In its per curiam opinion in Rana v. Islam, No. 16‐3966‐cv, the Court of Appeals noted that “[w]hile the wording of the FLSA and NYLL liquidated damages provisions are not identical, there are no meaningful differences.”

Liquidated damages of to 100% of the unpaid wages are available under both statutes (FLSA § 216(b) and NYLL § 198(1-a)).  Both laws contain affirmative defenses that can reduce the amount of such damages.  Under § 260 of the FLSA, “if the employer shows to the satisfaction of the court that the act or omission giving rise to such action was in good faith and that [it] had reasonable grounds for believing that [its] act or omission was not a violation of the” FLSA, “the court may, in its sound discretion, award no liquidated damages or award any amount thereof not to exceed” the original unpaid wage amount.  Under § 198 of the NYLL, liquidated damages are not recoverable if “the employer proves a good faith basis to believe that its underpayment of wages was in compliance with the law.”

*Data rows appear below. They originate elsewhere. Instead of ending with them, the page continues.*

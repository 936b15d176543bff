use std::{
    fs,
    path::{Path, PathBuf},
    time::Instant,
};

use anyhow::Context;
use chrono::{NaiveDate, NaiveTime};
use clap::{Parser, ValueEnum};
use log::LevelFilter;
use simple_logger::SimpleLogger;

use crate::{
    lorry_run::RawTable,
    schedule::{
        clock::{Clock, FixedClock, LocalClock},
        ScheduleTable,
    },
    transform::transform,
};
mod error;
mod lorry_run;
mod schedule;
mod transform;

#[derive(Clone, Copy, PartialEq, Eq, ValueEnum)]
enum Format {
    Csv,
    Json,
}

#[derive(Parser)]
#[command(about = "Clean a LorryRunDetails export into a per-route stop schedule")]
struct Args {
    /// Path to the LorryRunDetails CSV
    input: PathBuf,
    /// Where to write the cleaned schedule
    #[arg(short, long)]
    output: Option<PathBuf>,
    /// Format of the cleaned schedule
    #[arg(long, value_enum, default_value_t = Format::Csv)]
    format: Format,
    /// Date stamped on depot departures, defaults to today
    #[arg(long)]
    run_date: Option<NaiveDate>,
    /// Skip the preview and only log warnings
    #[arg(short, long)]
    quiet: bool,
}

impl Args {
    fn output_path(&self) -> PathBuf {
        match (&self.output, self.format) {
            (Some(path), _) => path.clone(),
            (None, Format::Csv) => PathBuf::from("Cleaned_LorryRunDetails.csv"),
            (None, Format::Json) => PathBuf::from("Cleaned_LorryRunDetails.json"),
        }
    }

    fn clock(&self) -> Box<dyn Clock> {
        match self.run_date {
            Some(date) => Box::new(FixedClock(date.and_time(NaiveTime::MIN))),
            None => Box::new(LocalClock),
        }
    }
}

/// Renders the whole schedule before touching the file, so a failed export
/// never leaves a truncated file behind.
fn write_output(schedule: &ScheduleTable, format: Format, path: &Path) -> anyhow::Result<()> {
    let mut buf = vec![];
    match format {
        Format::Csv => schedule.write_csv(&mut buf)?,
        Format::Json => schedule.write_json(&mut buf)?,
    }

    fs::write(path, buf).with_context(|| format!("Failed to write {:?}", path))
}

fn main() -> anyhow::Result<()> {
    let args = Args::parse();

    let level = if args.quiet {
        LevelFilter::Warn
    } else {
        LevelFilter::Info
    };
    SimpleLogger::new().with_level(level).env().init()?;

    let now = Instant::now();
    let table = RawTable::read(&args.input)?;
    log::info!(
        "Read {} rows from {:?} in {:?}",
        table.rows.len(),
        args.input,
        now.elapsed()
    );

    let schedule = transform(&table, args.clock().as_ref())?;

    if schedule.is_empty() {
        log::warn!("No routes matched a depot, the cleaned file will only hold a header");
    }

    if !args.quiet {
        for route in schedule.routes() {
            println!(
                "{}: {} stops for {} from {}",
                route.route_name, route.stops, route.driver_username, route.depot
            );
        }
    }

    let output_path = args.output_path();
    write_output(&schedule, args.format, &output_path)?;

    log::info!("Wrote {} rows to {:?}", schedule.rows.len(), output_path);

    Ok(())
}
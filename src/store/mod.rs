pub mod materials;
pub mod model;
mod migrations;

use std::path::{Path, PathBuf};
use std::sync::Mutex;

use rusqlite::{params, Connection, OptionalExtension};

use crate::error::StoreError;
use crate::galaxy::{Coords, GalaxyIndex};

pub use model::{
    CoordSource, Density, Hotspot, OverlapTag, ReserveLevel, ResTag, RingMetadata, RingType,
    VisitedSystem,
};
use model::merge_density;

const SCHEMA_SQL: &str = "
CREATE TABLE IF NOT EXISTS hotspot_data (
    id INTEGER PRIMARY KEY AUTOINCREMENT,
    system_name TEXT NOT NULL,
    body_name TEXT NOT NULL,
    material_name TEXT NOT NULL,
    hotspot_count INTEGER NOT NULL DEFAULT 0,
    scan_date TEXT NOT NULL,
    x_coord REAL,
    y_coord REAL,
    z_coord REAL,
    coord_source TEXT NOT NULL DEFAULT 'unknown',
    ring_type TEXT,
    ls_distance REAL,
    inner_radius REAL,
    outer_radius REAL,
    ring_mass REAL,
    density TEXT,
    overlap_tag TEXT,
    res_tag TEXT,
    data_source TEXT,
    UNIQUE(system_name, body_name, material_name)
);
CREATE INDEX IF NOT EXISTS idx_hotspot_system ON hotspot_data(system_name);
CREATE INDEX IF NOT EXISTS idx_hotspot_body ON hotspot_data(system_name, body_name);

CREATE TABLE IF NOT EXISTS visited_systems (
    id INTEGER PRIMARY KEY AUTOINCREMENT,
    system_name TEXT NOT NULL UNIQUE,
    x_coord REAL,
    y_coord REAL,
    z_coord REAL,
    first_visit_date TEXT NOT NULL,
    last_visit_date TEXT NOT NULL,
    visit_count INTEGER NOT NULL DEFAULT 1
);
CREATE INDEX IF NOT EXISTS idx_visited_system ON visited_systems(system_name);

CREATE TABLE IF NOT EXISTS migration_history (
    name TEXT PRIMARY KEY,
    version INTEGER NOT NULL DEFAULT 0,
    applied_at TEXT NOT NULL
);
";

/// Paths to the optional shipped assets migrations 4-6 merge in. Any missing
/// path is treated as "nothing to apply" rather than an error — a fresh
/// install with no bundled data is normal.
#[derive(Debug, Clone, Default)]
pub struct BundledAssets {
    pub overlap_csv: Option<PathBuf>,
    pub res_csv: Option<PathBuf>,
    pub bundled_hotspot_db: Option<PathBuf>,
}

/// The mutable, deduplicating record of rings, hotspots, and visited systems.
/// A single `Mutex<Connection>` serializes writers; every public method locks
/// it for the duration of one logical operation and releases it on every
/// exit path, including errors.
pub struct HotspotStore {
    conn: Mutex<Connection>,
}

After examining both statutes and noting that “[d]ouble recovery is generally disfavored,” the Court of Appeals concluded that “if the New York State Legislature intended to provide multiple recoveries, it would have done so expressly,” and “[w]e therefore interpret the NYLL and FLSA as not allowing duplicative  liquidated damages for the same course of conduct.”  The Court left to another day whether a plaintiff entitled to liquidated damages under both statutes should receive the larger of such awards.

The decision resolves a split among district courts in the Second Circuit.